Real-world evidence (RWE) is valuable in supporting regulatory and health technology assessment (HTA) decisions; however, the actual contribution to approvals remains elusive. This study aimed to review RWE approaches and use in oncology medicine approvals in Europe and understand cohesion and discrepancy in the acceptance of the RWE by the European Medicines Agency (EMA) and European HTA bodies.
This scoping review involved a search of the EMA database, National Institute for Health and Care Excellence (NICE), Gemeinsamer Bundesausschuss (G-BA), and Haute Autorité de Santé (HAS) websites to identify final reports and appraisals for oncology medicines with references to RWE. The selection was guided by research terms associated with RWE study designs, data sources, and outcomes. Qualitative analysis was used to systemize the data. Case studies assessed by more than one agency were selected for comparative assessment of RWE approach, use, and acceptability.

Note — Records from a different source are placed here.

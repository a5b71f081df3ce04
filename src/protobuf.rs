//! Tagged-field protobuf message builder and decoder.
//!
//! The Play backend speaks binary protobuf, but the client only ever needs
//! "set field N to a typed value" and "get field N as a typed value". This
//! module provides exactly that, with no generated code and no schema files.
//! Field numbers live with the callers; this layer is pure wire format.

const WIRE_VARINT: u8 = 0;
const WIRE_FIXED64: u8 = 1;
const WIRE_BYTES: u8 = 2;
const WIRE_FIXED32: u8 = 5;

/// A single typed field value.
#[derive(Clone, Debug, PartialEq)]
pub enum Value {
    Varint(u64),
    Fixed64(u64),
    /// Strings and nested messages share wire type 2. Decoded fields are kept
    /// as raw bytes and reinterpreted by the typed getters.
    Bytes(Vec<u8>),
    Message(Message),
}

/// An ordered set of `(field number, value)` pairs.
///
/// Repeated fields are expressed by adding the same field number more than
/// once; wire order is preserved on both encode and decode.
#[derive(Clone, Debug, Default, PartialEq)]
pub struct Message {
    fields: Vec<(u32, Value)>,
}

impl Message {
    pub fn new() -> Self {
        Self::default()
    }

    pub fn add_varint(&mut self, num: u32, value: u64) {
        self.fields.push((num, Value::Varint(value)));
    }

    pub fn add_fixed64(&mut self, num: u32, value: u64) {
        self.fields.push((num, Value::Fixed64(value)));
    }

    pub fn add_string(&mut self, num: u32, value: &str) {
        self.fields.push((num, Value::Bytes(value.as_bytes().to_vec())));
    }

    pub fn add_message(&mut self, num: u32, value: Message) {
        self.fields.push((num, Value::Message(value)));
    }

    /// First nested message under `num`, if any.
    pub fn get(&self, num: u32) -> Option<Message> {
        self.values(num).find_map(|value| match value {
            Value::Message(message) => Some(message.clone()),
            Value::Bytes(buf) => Message::decode(buf),
            _ => None,
        })
    }

    /// Every nested message under `num`, in wire order.
    pub fn get_messages(&self, num: u32) -> Vec<Message> {
        self.values(num)
            .filter_map(|value| match value {
                Value::Message(message) => Some(message.clone()),
                Value::Bytes(buf) => Message::decode(buf),
                _ => None,
            })
            .collect()
    }

    pub fn get_varint(&self, num: u32) -> Option<u64> {
        self.values(num).find_map(|value| match value {
            Value::Varint(varint) => Some(*varint),
            _ => None,
        })
    }

    pub fn get_fixed64(&self, num: u32) -> Option<u64> {
        self.values(num).find_map(|value| match value {
            Value::Fixed64(fixed) => Some(*fixed),
            _ => None,
        })
    }

    pub fn get_string(&self, num: u32) -> Option<String> {
        self.values(num).find_map(|value| match value {
            Value::Bytes(buf) => String::from_utf8(buf.clone()).ok(),
            _ => None,
        })
    }

    fn values(&self, num: u32) -> impl Iterator<Item = &Value> {
        self.fields
            .iter()
            .filter(move |(field, _)| *field == num)
            .map(|(_, value)| value)
    }

    /// Serialize to protobuf wire format.
    pub fn encode(&self) -> Vec<u8> {
        let mut buf = Vec::new();
        for (num, value) in &self.fields {
            match value {
                Value::Varint(varint) => {
                    put_tag(&mut buf, *num, WIRE_VARINT);
                    put_varint(&mut buf, *varint);
                }
                Value::Fixed64(fixed) => {
                    put_tag(&mut buf, *num, WIRE_FIXED64);
                    buf.extend_from_slice(&fixed.to_le_bytes());
                }
                Value::Bytes(bytes) => {
                    put_tag(&mut buf, *num, WIRE_BYTES);
                    put_varint(&mut buf, bytes.len() as u64);
                    buf.extend_from_slice(bytes);
                }
                Value::Message(message) => {
                    let bytes = message.encode();
                    put_tag(&mut buf, *num, WIRE_BYTES);
                    put_varint(&mut buf, bytes.len() as u64);
                    buf.extend_from_slice(&bytes);
                }
            }
        }
        buf
    }

    /// Parse protobuf wire format. Returns `None` on truncated or malformed
    /// input. Unknown fixed32 fields are skipped; everything else is kept.
    pub fn decode(buf: &[u8]) -> Option<Message> {
        let mut message = Message::new();
        let mut pos = 0;
        while pos < buf.len() {
            let tag = take_varint(buf, &mut pos)?;
            let num = u32::try_from(tag >> 3).ok()?;
            if num == 0 {
                return None;
            }
            match (tag & 7) as u8 {
                WIRE_VARINT => {
                    let varint = take_varint(buf, &mut pos)?;
                    message.add_varint(num, varint);
                }
                WIRE_FIXED64 => {
                    let bytes = take_bytes(buf, &mut pos, 8)?;
                    message.add_fixed64(num, u64::from_le_bytes(bytes.try_into().ok()?));
                }
                WIRE_BYTES => {
                    let len = take_varint(buf, &mut pos)?;
                    let bytes = take_bytes(buf, &mut pos, usize::try_from(len).ok()?)?;
                    message.fields.push((num, Value::Bytes(bytes.to_vec())));
                }
                WIRE_FIXED32 => {
                    take_bytes(buf, &mut pos, 4)?;
                }
                _ => return None,
            }
        }
        Some(message)
    }
}

fn put_tag(buf: &mut Vec<u8>, num: u32, wire: u8) {
    put_varint(buf, (u64::from(num) << 3) | u64::from(wire));
}

fn put_varint(buf: &mut Vec<u8>, mut value: u64) {
    while value >= 0x80 {
        buf.push(value as u8 | 0x80);
        value >>= 7;
    }
    buf.push(value as u8);
}

fn take_varint(buf: &[u8], pos: &mut usize) -> Option<u64> {
    let mut value: u64 = 0;
    for shift in (0..64).step_by(7) {
        let byte = *buf.get(*pos)?;
        *pos += 1;
        value |= u64::from(byte & 0x7f) << shift;
        if byte & 0x80 == 0 {
            return Some(value);
        }
    }
    None
}

fn take_bytes<'a>(buf: &'a [u8], pos: &mut usize, len: usize) -> Option<&'a [u8]> {
    let bytes = buf.get(*pos..pos.checked_add(len)?)?;
    *pos += len;
    Some(bytes)
}

#[cfg(test)]
mod tests {
    use super::Message;

    #[test]
    fn varint_round_trip() {
        let mut message = Message::new();
        message.add_varint(1, 0);
        message.add_varint(2, 127);
        message.add_varint(3, 128);
        message.add_varint(4, 0x0003_0001);
        message.add_varint(5, u64::MAX);

        let decoded = Message::decode(&message.encode()).unwrap();
        assert_eq!(decoded.get_varint(1), Some(0));
        assert_eq!(decoded.get_varint(2), Some(127));
        assert_eq!(decoded.get_varint(3), Some(128));
        assert_eq!(decoded.get_varint(4), Some(0x0003_0001));
        assert_eq!(decoded.get_varint(5), Some(u64::MAX));
    }

    #[test]
    fn fixed64_round_trip() {
        let mut message = Message::new();
        message.add_fixed64(7, 0x3f1c_55a0_9e84_d210);

        let decoded = Message::decode(&message.encode()).unwrap();
        assert_eq!(decoded.get_fixed64(7), Some(0x3f1c_55a0_9e84_d210));
        assert_eq!(decoded.get_fixed64(8), None);
    }

    #[test]
    fn nested_messages() {
        let mut inner = Message::new();
        inner.add_string(1, "android.hardware.wifi");
        let mut outer = Message::new();
        outer.add_message(26, inner);
        outer.add_string(9, "global-miui11-empty.jar");

        let decoded = Message::decode(&outer.encode()).unwrap();
        assert_eq!(decoded.get_string(9).as_deref(), Some("global-miui11-empty.jar"));
        let nested = decoded.get(26).unwrap();
        assert_eq!(nested.get_string(1).as_deref(), Some("android.hardware.wifi"));
    }

    #[test]
    fn repeated_fields_preserve_order() {
        let mut message = Message::new();
        for name in ["base", "config.en", "config.xhdpi"] {
            let mut split = Message::new();
            split.add_string(1, name);
            message.add_message(15, split);
        }

        let decoded = Message::decode(&message.encode()).unwrap();
        let names: Vec<String> = decoded
            .get_messages(15)
            .iter()
            .filter_map(|split| split.get_string(1))
            .collect();
        assert_eq!(names, ["base", "config.en", "config.xhdpi"]);
    }

    #[test]
    fn truncated_input_is_rejected() {
        let mut message = Message::new();
        message.add_string(2, "org.videolan.vlc");
        let buf = message.encode();
        assert!(Message::decode(&buf[..buf.len() - 1]).is_none());
    }
}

RWE was mainly leveraged as an external control for indirect treatment comparisons or contextualization to support clinical trial results by the EMA, NICE, G-BA, and HAS. However, this approach was mostly rejected due to methodology biases. Comparative assessment of RWE acceptability for the same oncology medicines across agencies suggests discrepancies between EMA and European HTA bodies and among NICE, G-BA, and HAS.
There is diverging acceptance of RWE in EMA and European HTA bodies with no clear consensus on the most effective way to leverage RWE in approvals. With the introduction of the joint European Union Joint Clinical Assessment in 2025, it is crucial for European HTA bodies and EMA to develop synergetic standards for the use of RWE to ensure equitable and timely access to medicines.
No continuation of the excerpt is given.